Every line below that holds the string "state" must be copied.

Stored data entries
┏━━
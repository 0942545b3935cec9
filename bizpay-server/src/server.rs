//! Router assembly and the listener loop.

use crate::api;
use crate::shutdown::shutdown_signal;
use crate::state::AppState;
use axum::{Json, Router, routing::get};
use serde::Serialize;
use std::net::SocketAddr;
use tokio::net::TcpListener;

/// Callback routes plus `/health`.
pub fn build_router(state: AppState) -> Router {
    Router::new()
        .route("/health", get(health_check))
        .merge(api::callback::router())
        .with_state(state)
}

#[derive(Serialize)]
struct Health {
    status: &'static str,
}

/// Liveness only; the gateway is not contacted.
async fn health_check() -> Json<Health> {
    Json(Health { status: "healthy" })
}

/// Serve `router` on `addr` until SIGINT or SIGTERM.
pub async fn run_server(router: Router, addr: SocketAddr) -> Result<(), std::io::Error> {
    let listener = TcpListener::bind(addr).await?;
    tracing::info!(addr = %listener.local_addr()?, "Callback server listening");

    axum::serve(listener, router)
        .with_graceful_shutdown(shutdown_signal())
        .await
}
┗━━
[WRITTEN SOLUTION]
use crate::state::AppState;
pub fn build_router(state: AppState) -> Router {
        .with_state(state)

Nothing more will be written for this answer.